## Random Features for Large Scale Kernel Machines

Posted: 2015-07-17 in paper of the day, research
Tags: , ,

Ali Rahimi and Ben Recht:
Random Features for Large Scale Kernel Machines
NIPS 2007

In this paper, the authors propose to map data to a low-dimensional Euclidean space, such that the inner product in this space is a close approximation of the inner product computed by a stationary (shift-invariant) kernel (in a potentially infinite-dimensional RKHS). The approach is based on Bochner’s theorem.

The central equation is this one:

$k(x,y) = \langle\phi(x), \phi(y)\rangle \approx z(x)^T z(y)$

where $z(.)$ is a randomized feature map that embeds the original data into a low-dimensional feature space. This allows to transform the input with a $z$ and then apply fast linear learning methods to approximate the result of the nonlinear kernel machine.

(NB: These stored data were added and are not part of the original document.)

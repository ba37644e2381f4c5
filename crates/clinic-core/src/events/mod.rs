//! Domain events emitted by clinic operations.
//!
//! Events are published on the realtime bus and consumed by the
//! WebSocket endpoint and the notification pipeline.

pub mod appointment;
pub mod notification;

use chrono::{DateTime, Utc};
use serde::{Deserialize, Serialize};
use uuid::Uuid;

pub use appointment::AppointmentEvent;
pub use notification::NotificationEvent;

/// Wrapper for all domain events with metadata.
#[derive(Debug, Clone, Serialize, Deserialize)]
pub struct DomainEvent {
    /// Unique event ID.
    pub id: Uuid,
    /// When the event occurred.
    pub timestamp: DateTime<Utc>,
    /// The user who caused the event (if applicable).
    pub actor_id: Option<Uuid>,
    /// The event payload.
    pub payload: EventPayload,
}

/// Union of all domain event types.
#[derive(Debug, Clone, Serialize, Deserialize)]
#[serde(tag = "domain", content = "event")]
pub enum EventPayload {
    /// An appointment-related event.
    Appointment(AppointmentEvent),
    /// A notification-related event.
    Notification(NotificationEvent),
}

impl DomainEvent {
    /// Create a new domain event.
    pub fn new(actor_id: Option<Uuid>, payload: EventPayload) -> Self {
        Self {
            id: Uuid::new_v4(),
            timestamp: Utc::now(),
            actor_id,
            payload,
        }
    }
}
//! Appointment status enumeration and the transition table.
//!
//! This table is the only copy of the workflow rules. The API publishes it
//! so frontends never carry their own.

use serde::{Deserialize, Serialize};
use std::fmt;
use std::str::FromStr;

use clinic_core::AppError;
use clinic_core::error::codes;

/// Lifecycle state of an appointment.
#[derive(Debug, Clone, Copy, PartialEq, Eq, Hash, Serialize, Deserialize, sqlx::Type)]
#[sqlx(type_name = "appointment_status", rename_all = "snake_case")]
#[serde(rename_all = "snake_case")]
pub enum AppointmentStatus {
    /// Requested by a patient, not yet looked at.
    Pending,
    /// Clinical staff are triaging the request.
    UnderReview,
    /// A doctor has been assigned.
    Assigned,
    /// Declined by clinical staff during review.
    Rejected,
    /// The doctor confirmed the slot.
    Confirmed,
    /// The doctor proposed a different slot.
    Rescheduled,
    /// The visit took place.
    Completed,
    /// Called off after confirmation.
    Cancelled,
}

impl AppointmentStatus {
    /// Every status, in workflow order.
    pub const ALL: [AppointmentStatus; 8] = [
        Self::Pending,
        Self::UnderReview,
        Self::Assigned,
        Self::Rejected,
        Self::Confirmed,
        Self::Rescheduled,
        Self::Completed,
        Self::Cancelled,
    ];

    /// Statuses reachable from this one.
    pub fn allowed_transitions(&self) -> &'static [AppointmentStatus] {
        use AppointmentStatus::*;
        match self {
            Pending => &[UnderReview],
            UnderReview => &[Assigned, Rejected],
            Assigned => &[Confirmed, Rescheduled, Rejected],
            Confirmed => &[Completed, Cancelled],
            Rescheduled => &[Confirmed, Cancelled],
            Rejected | Completed | Cancelled => &[],
        }
    }

    /// Whether `next` is in this status's allowed list.
    pub fn can_transition_to(&self, next: AppointmentStatus) -> bool {
        self.allowed_transitions().contains(&next)
    }

    /// Terminal statuses have no outgoing transitions.
    pub fn is_terminal(&self) -> bool {
        self.allowed_transitions().is_empty()
    }

    /// Statuses that still occupy a slot in the clinic's schedule.
    pub fn is_active(&self) -> bool {
        !self.is_terminal()
    }

    /// Return the status as a snake_case string.
    pub fn as_str(&self) -> &'static str {
        match self {
            Self::Pending => "pending",
            Self::UnderReview => "under_review",
            Self::Assigned => "assigned",
            Self::Rejected => "rejected",
            Self::Confirmed => "confirmed",
            Self::Rescheduled => "rescheduled",
            Self::Completed => "completed",
            Self::Cancelled => "cancelled",
        }
    }

    /// Human-readable label.
    pub fn label(&self) -> &'static str {
        match self {
            Self::Pending => "Pending",
            Self::UnderReview => "Under Review",
            Self::Assigned => "Assigned",
            Self::Rejected => "Rejected",
            Self::Confirmed => "Confirmed",
            Self::Rescheduled => "Rescheduled",
            Self::Completed => "Completed",
            Self::Cancelled => "Cancelled",
        }
    }

    /// Validate a transition at the point of mutation.
    pub fn ensure_transition(&self, next: AppointmentStatus) -> Result<(), AppError> {
        if self.can_transition_to(next) {
            Ok(())
        } else {
            Err(AppError::validation(format!(
                "Appointment cannot move from '{self}' to '{next}'"
            ))
            .with_code(codes::INVALID_STATUS_TRANSITION))
        }
    }
}

/// Free-function form of [`AppointmentStatus::can_transition_to`].
pub fn can_transition_to(current: AppointmentStatus, next: AppointmentStatus) -> bool {
    current.can_transition_to(next)
}

impl fmt::Display for AppointmentStatus {
    fn fmt(&self, f: &mut fmt::Formatter<'_>) -> fmt::Result {
        write!(f, "{}", self.as_str())
    }
}

impl FromStr for AppointmentStatus {
    type Err = AppError;

    fn from_str(s: &str) -> Result<Self, Self::Err> {
        Self::ALL
            .into_iter()
            .find(|status| status.as_str() == s.to_lowercase())
            .ok_or_else(|| {
                AppError::invalid_field("status", format!("Invalid appointment status: '{s}'"))
            })
    }
}

/// Serializable view of the whole table, one row per status.
#[derive(Debug, Clone, Serialize)]
pub struct TransitionRow {
    /// Source status.
    pub from: AppointmentStatus,
    /// Display label of the source status.
    pub label: &'static str,
    /// Reachable statuses.
    pub to: Vec<AppointmentStatus>,
    /// Whether the source status is terminal.
    pub terminal: bool,
}

/// The full transition table.
pub fn transition_table() -> Vec<TransitionRow> {
    AppointmentStatus::ALL
        .into_iter()
        .map(|from| TransitionRow {
            from,
            label: from.label(),
            to: from.allowed_transitions().to_vec(),
            terminal: from.is_terminal(),
        })
        .collect()
}
//! Academic calendar entities.

pub mod kind;
pub mod model;

pub use kind::HolidayKind;
pub use model::{
    AcademicHoliday, UpsertHoliday, UpsertOutcome, academic_year_label, academic_year_of,
};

Two example random feature maps are discussed: random Fourier bases $\cos(\omega^T x + b)$, drawn from the Fourier series expansion of the shift-invariant kernel (smooth, good for interpolation); random partitioning using random resolutions (non-smooth, good for approximating kernels that depend on the $L_1$ distance between data points).

The variance of the estimator is lowered by using $K$ such random feature maps to compute an average

$z(x)^Tz(y) = \tfrac{1}{K} \sum_{i = 1}^K z_i(x)^Tz_i(y)$

A significant speedup compared to the original (nonlinear) problem is achieved. Error bounds and convergence guarantees are provided.